BioLineRx has announced the initiation of a Phase 2 trial for BL-8040 as a novel approach for the mobilization and collection of bone marrow stem cells from the peripheral blood circulation. The Phase 2 open-label study will be conducted in collaboration with the Washington University School of Medicine, Division of Oncology and Hematology, and will enroll up to 24 donor/recipient pairs, aged 18-70.
The trial is designed to evaluate the ability of BL-8040, as a single agent, to promote stem cell mobilization for allogeneic transplantation. On the donor side, the primary endpoint of the study is the ability of a single injection of BL-8040 to mobilize sufficient amounts of cells for transplantation following up to two leukapheresis collections. On the recipient side, the study aims to evaluate the functionality and engraftment following transplantation of the BL-8040 collected graft.

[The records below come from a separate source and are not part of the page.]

// ----------------------------------------------------------------------------
// Supervisor
// ----------------------------------------------------------------------------

fn supervise(
    shared: Arc<Shared>,
    sensor: Option<Arc<dyn Sensor>>,
    extra_tx: Option<Sender<ExtraData>>,
) {
    let mut last_query: Option<Instant> = None;
    loop {
        match shared.control.recv_timeout(shared.config.poll_interval) {
            Ok(Control::Stop) => {
                log::debug!(target: shared.log.target(), "roi {}: stop received", shared.idx);
                shared.stop_requested.store(true, Ordering::SeqCst);
            }
            Err(RecvTimeoutError::Timeout) | Err(RecvTimeoutError::Disconnected) => {}
        }
        if shared.should_stop() {
            break;
        }
        if !shared.stats.is_alive() {
            log::error!(
                target: shared.log.target(),
                "roi {}: writer exited unexpectedly",
                shared.idx
            );
            break;
        }
        if let (Some(sensor), Some(tx)) = (&sensor, &extra_tx) {
            let due = last_query
                .map(|t| t.elapsed() >= shared.config.extra_data_interval)
                .unwrap_or(true);
            if due {
                last_query = Some(Instant::now());
                poll_sensor(&shared, sensor.as_ref(), tx);
            }
        }
    }
    drop(extra_tx);
    shared.finish();
}

fn poll_sensor(shared: &Shared, sensor: &dyn Sensor, tx: &Sender<ExtraData>) {
    match sensor.query() {
        Some(data) => {
            if tx.try_send(data).is_err() {
                log::warn!(
                    target: shared.log.target(),
                    "roi {}: extra data from {} dropped, writer is behind",
                    shared.idx,
                    sensor.name()
                );
            }
        }
        None => log::warn!(
            target: shared.log.target(),
            "roi {}: no reading from sensor {}",
            shared.idx,
            sensor.name()
        ),
    }
}
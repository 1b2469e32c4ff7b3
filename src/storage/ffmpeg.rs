//! Encoded video chunks through an external `ffmpeg` process.
//!
//! Each chunk is one `ffmpeg` child reading raw frames (`gray` or `rgb24`) on stdin and
//! writing `{chunk:06}.<extension>`. Finishing a chunk closes stdin and waits for the
//! child to exit.

use serde::{Deserialize, Serialize};
use std::io::Write;
use std::path::{Path, PathBuf};
use std::process::{Child, ChildStdin, Command, Stdio};

use super::{
    check_shape, chunk_stem, create_root, write_json, ChunkCounter, ExtraData, ExtraDataLog,
    StorageBackend, StorageHandle, StoreSpec, METADATA_FILE,
};
use crate::error::StorageError;
use crate::frame::{Image, ImageShape};
use crate::logctx::LogContext;

#[derive(Clone, Debug, PartialEq, Serialize, Deserialize)]
#[serde(default)]
pub struct FfmpegOptions {
    /// Executable name or path.
    pub binary: String,
    pub codec: String,
    /// Container extension of chunk files.
    pub extension: String,
    /// Extra output arguments inserted before the output path.
    pub extra_args: Vec<String>,
}

impl Default for FfmpegOptions {
    fn default() -> Self {
        Self {
            binary: "ffmpeg".to_string(),
            codec: "mjpeg".to_string(),
            extension: "avi".to_string(),
            extra_args: Vec::new(),
        }
    }
}

/// Arguments for one chunk encoder reading raw frames of `shape` on stdin.
pub fn encoder_args(
    options: &FfmpegOptions,
    shape: ImageShape,
    framerate: f64,
    output: &Path,
) -> Vec<String> {
    let pix_fmt = if shape.is_color() { "rgb24" } else { "gray" };
    let mut args: Vec<String> = vec![
        "-hide_banner".into(),
        "-loglevel".into(),
        "error".into(),
        "-y".into(),
        "-f".into(),
        "rawvideo".into(),
        "-pix_fmt".into(),
        pix_fmt.into(),
        "-s".into(),
        format!("{}x{}", shape.width, shape.height),
        "-r".into(),
        format!("{}", framerate),
        "-i".into(),
        "-".into(),
        "-an".into(),
        "-c:v".into(),
        options.codec.clone(),
    ];
    args.extend(options.extra_args.iter().cloned());
    args.push(output.display().to_string());
    args
}

#[derive(Clone, Debug, Default)]
pub struct FfmpegStore {
    options: FfmpegOptions,
}

impl FfmpegStore {
    pub fn new(options: FfmpegOptions) -> Self {
        Self { options }
    }

    fn check_binary(&self) -> Result<(), StorageError> {
        let status = Command::new(&self.options.binary)
            .arg("-version")
            .stdout(Stdio::null())
            .stderr(Stdio::null())
            .status()
            .map_err(|e| {
                StorageError::Backend(format!("cannot run '{}': {}", self.options.binary, e))
            })?;
        if !status.success() {
            return Err(StorageError::Backend(format!(
                "'{} -version' exited with {}",
                self.options.binary, status
            )));
        }
        Ok(())
    }
}

impl StorageBackend for FfmpegStore {
    fn name(&self) -> &'static str {
        "ffmpeg"
    }

    fn open(&self, spec: &StoreSpec) -> Result<Box<dyn StorageHandle>, StorageError> {
        self.check_binary()?;
        create_root(&spec.path)?;
        write_json(
            &spec.path.join(METADATA_FILE),
            &serde_json::json!({
                "format": self.name(),
                "codec": self.options.codec,
                "extension": self.options.extension,
                "framerate": spec.framerate,
                "chunk_size": spec.chunk_size,
                "shape": spec.shape,
            }),
        )?;
        Ok(Box::new(FfmpegHandle {
            options: self.options.clone(),
            root: spec.path.clone(),
            shape: spec.shape,
            framerate: spec.framerate,
            counter: ChunkCounter::new(spec.chunk_size),
            encoder: None,
            extra: ExtraDataLog::new(&spec.path),
            closed: false,
            log: spec.log.clone(),
        }))
    }
}

struct Encoder {
    chunk: i64,
    child: Child,
    stdin: Option<ChildStdin>,
    output: PathBuf,
}

impl Encoder {
    fn finish(mut self) -> Result<(), StorageError> {
        drop(self.stdin.take());
        let status = self
            .child
            .wait()
            .map_err(|e| StorageError::io(&self.output, e))?;
        if !status.success() {
            return Err(StorageError::Encode(format!(
                "ffmpeg exited with {} while writing {}",
                status,
                self.output.display()
            )));
        }
        Ok(())
    }
}

struct FfmpegHandle {
    options: FfmpegOptions,
    root: PathBuf,
    shape: ImageShape,
    framerate: f64,
    counter: ChunkCounter,
    encoder: Option<Encoder>,
    extra: ExtraDataLog,
    closed: bool,
    log: LogContext,
}

impl FfmpegHandle {
    fn spawn_encoder(&self, chunk: i64) -> Result<Encoder, StorageError> {
        let output = self
            .root
            .join(format!("{}.{}", chunk_stem(chunk), self.options.extension));
        let mut child = Command::new(&self.options.binary)
            .args(encoder_args(&self.options, self.shape, self.framerate, &output))
            .stdin(Stdio::piped())
            .stdout(Stdio::null())
            .stderr(Stdio::inherit())
            .spawn()
            .map_err(|e| {
                StorageError::Backend(format!("failed to spawn '{}': {}", self.options.binary, e))
            })?;
        let stdin = child.stdin.take();
        log::debug!(
            target: self.log.target(),
            "ffmpeg: started encoder for {}",
            output.display()
        );
        Ok(Encoder {
            chunk,
            child,
            stdin,
            output,
        })
    }
}

impl StorageHandle for FfmpegHandle {
    fn add_image(
        &mut self,
        image: &Image,
        _sequence: u64,
        _timestamp: f64,
    ) -> Result<usize, StorageError> {
        if self.closed {
            return Err(StorageError::Closed);
        }
        check_shape(self.shape, image)?;
        let target = self.counter.next_index();
        if self.encoder.as_ref().map(|e| e.chunk) != Some(target) {
            // A failed finish leaves no encoder behind, so the next frame starts `target`.
            if let Some(previous) = self.encoder.take() {
                previous.finish()?;
            }
            self.encoder = Some(self.spawn_encoder(target)?);
        }
        let encoder = self
            .encoder
            .as_mut()
            .ok_or_else(|| StorageError::Backend("no running encoder".to_string()))?;
        let stdin = encoder
            .stdin
            .as_mut()
            .ok_or_else(|| StorageError::Backend("encoder stdin is closed".to_string()))?;
        stdin
            .write_all(image.pixels())
            .map_err(|e| StorageError::io(&encoder.output, e))?;
        self.counter.advance();
        Ok(image.byte_len())
    }

    fn current_chunk_index(&self) -> i64 {
        self.counter.index()
    }

    fn add_extra_data(&mut self, data: &ExtraData) -> Result<(), StorageError> {
        if self.closed {
            return Err(StorageError::Closed);
        }
        self.extra.append(data)
    }

    fn close(&mut self) -> Result<(), StorageError> {
        if self.closed {
            return Ok(());
        }
        self.closed = true;
        let finished = match self.encoder.take() {
            Some(encoder) => encoder.finish(),
            None => Ok(()),
        };
        self.extra.flush()?;
        finished
    }
}
//! Offline checks for a region output directory.
//!
//! A directory is complete when chunk indexes run `0..n` without gaps, every chunk has
//! exactly one `{chunk:06}.png` snapshot, and every chunk index (where the store writes
//! one) lists strictly increasing sequence numbers whose byte ranges fit the chunk file.

use anyhow::{anyhow, Context, Result};
use std::collections::{BTreeMap, BTreeSet};
use std::path::{Path, PathBuf};

use crate::storage::chunked::INDEX_SUFFIX;
use crate::storage::{ChunkIndexEntry, METADATA_FILE};

#[derive(Debug, Clone, Default)]
pub struct RegionDirReport {
    pub path: PathBuf,
    /// `format` from `metadata.json`, when present.
    pub format: Option<String>,
    pub chunks: BTreeSet<i64>,
    pub snapshots: BTreeSet<i64>,
    /// Frames counted from chunk indexes or per-frame images; `None` if not countable.
    pub frames: Option<u64>,
    pub missing_snapshots: Vec<i64>,
    pub orphan_snapshots: Vec<i64>,
    /// Chunk indexes absent from an otherwise contiguous run.
    pub gaps: Vec<i64>,
    pub index_errors: Vec<String>,
}

impl RegionDirReport {
    pub fn is_complete(&self) -> bool {
        self.missing_snapshots.is_empty()
            && self.orphan_snapshots.is_empty()
            && self.gaps.is_empty()
            && self.index_errors.is_empty()
    }
}

#[derive(Default)]
struct ChunkArtifacts {
    data_len: Option<u64>,
    image_count: Option<u64>,
    index: Option<PathBuf>,
}

pub fn verify_region_dir(path: &Path) -> Result<RegionDirReport> {
    if !path.is_dir() {
        return Err(anyhow!("{} is not a directory", path.display()));
    }
    let mut report = RegionDirReport {
        path: path.to_path_buf(),
        format: read_format(path)?,
        ..RegionDirReport::default()
    };
    let mut artifacts: BTreeMap<i64, ChunkArtifacts> = BTreeMap::new();

    for entry in std::fs::read_dir(path).with_context(|| format!("failed to list {}", path.display()))? {
        let entry = entry?;
        let name = entry.file_name().to_string_lossy().into_owned();
        let Some((chunk, rest)) = split_chunk_name(&name) else {
            continue;
        };
        let file_type = entry.file_type()?;
        if file_type.is_dir() && rest.is_empty() {
            report.chunks.insert(chunk);
            artifacts.entry(chunk).or_default().image_count = Some(count_pngs(&entry.path())?);
        } else if rest == ".png" {
            report.snapshots.insert(chunk);
        } else if rest == INDEX_SUFFIX {
            artifacts.entry(chunk).or_default().index = Some(entry.path());
        } else if file_type.is_file() && rest.starts_with('.') {
            report.chunks.insert(chunk);
            artifacts.entry(chunk).or_default().data_len = Some(entry.metadata()?.len());
        }
    }

    report.missing_snapshots = report.chunks.difference(&report.snapshots).copied().collect();
    report.orphan_snapshots = report.snapshots.difference(&report.chunks).copied().collect();
    if let Some(&last) = report.chunks.iter().next_back() {
        report.gaps = (0..=last).filter(|c| !report.chunks.contains(c)).collect();
    }

    let mut frames = 0u64;
    let mut countable = !report.chunks.is_empty();
    for chunk in report.chunks.clone() {
        let art = artifacts.remove(&chunk).unwrap_or_default();
        match (&art.index, art.image_count) {
            (Some(index), _) => {
                frames += check_index(chunk, index, art.data_len, &mut report.index_errors)?;
            }
            (None, Some(count)) => frames += count,
            (None, None) => countable = false,
        }
    }
    report.frames = countable.then_some(frames);
    Ok(report)
}

/// Split `000012.raw` into `(12, ".raw")`.
fn split_chunk_name(name: &str) -> Option<(i64, &str)> {
    if name.len() < 6 || !name.is_char_boundary(6) {
        return None;
    }
    let (digits, rest) = name.split_at(6);
    if !digits.bytes().all(|b| b.is_ascii_digit()) {
        return None;
    }
    let chunk = digits.parse().ok()?;
    Some((chunk, rest))
}

fn count_pngs(dir: &Path) -> Result<u64> {
    let mut count = 0;
    for entry in std::fs::read_dir(dir).with_context(|| format!("failed to list {}", dir.display()))? {
        let path = entry?.path();
        if path
            .extension()
            .map(|ext| ext.eq_ignore_ascii_case("png"))
            .unwrap_or(false)
        {
            count += 1;
        }
    }
    Ok(count)
}

fn read_format(dir: &Path) -> Result<Option<String>> {
    let path = dir.join(METADATA_FILE);
    if !path.is_file() {
        return Ok(None);
    }
    let raw = std::fs::read(&path).with_context(|| format!("failed to read {}", path.display()))?;
    let value: serde_json::Value = serde_json::from_slice(&raw)
        .map_err(|e| anyhow!("invalid metadata {}: {}", path.display(), e))?;
    Ok(value
        .get("format")
        .and_then(|f| f.as_str())
        .map(str::to_string))
}

fn check_index(
    chunk: i64,
    path: &Path,
    data_len: Option<u64>,
    errors: &mut Vec<String>,
) -> Result<u64> {
    let raw = std::fs::read(path).with_context(|| format!("failed to read {}", path.display()))?;
    let entries: Vec<ChunkIndexEntry> = serde_json::from_slice(&raw)
        .map_err(|e| anyhow!("invalid chunk index {}: {}", path.display(), e))?;
    let mut last: Option<u64> = None;
    for entry in &entries {
        if let Some(prev) = last {
            if entry.sequence <= prev {
                errors.push(format!(
                    "chunk {}: sequence {} follows {}",
                    chunk, entry.sequence, prev
                ));
            }
        }
        last = Some(entry.sequence);
        if let Some(len) = data_len {
            if entry.offset + entry.len > len {
                errors.push(format!(
                    "chunk {}: frame {} ends at byte {} past chunk size {}",
                    chunk,
                    entry.sequence,
                    entry.offset + entry.len,
                    len
                ));
            }
        }
    }
    Ok(entries.len() as u64)
}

The study will also evaluate the safety and tolerability of BL-8040 in healthy donors, as well as graft durability, the incidence of grade 2-4 acute graft versus host disease (GvHD), and other recipient related parameters in patients who have undergone transplantation of hematopoietic cells mobilized with BL-8040.
Dr. Kinneret Savitsky, Chief Executive Officer of BioLineRx, stated, "We are pleased to be collaborating with the Washington University School of Medicine, whose bone marrow and stem cell transplantation program is one of the largest in the world, in this Phase 2 trial for our lead oncology platform. The trial will assess BL-8040 as a single agent for stem cell mobilization, for the purpose of harvesting hematopoietic stem cells for transplantation.
Hematopoietic stem cells are increasingly used as part of the treatment regimen for certain types of hematological cancers, as well as for severe anemia or immune deficiency disorders. We have already completed a successful Phase 1 safety and efficacy study in healthy volunteers, supporting BL-8040 as one-day, single-dose collection regimen for rapidly mobilizing substantial amounts of stem cells.
This represents a significant improvement upon the current standard of care. Since there are no approved drugs for stem cell mobilization to support allogeneic transplant, we are looking forward to the partial results expected by the end of 2016 and topline results expected by the end of 2017.”
"We continue to expand and enhance the potential of our unique BL-8040 oncology platform, with multiple clinical studies in additional indications, including as a potential combination treatment with immune checkpoint inhibitors. We are also eagerly awaiting the top-line results from BL-8040’s Phase 2 trial for the treatment of relapsed and refractory AML patients, which we expect to report by the end of this month,” added Dr. Savitsky.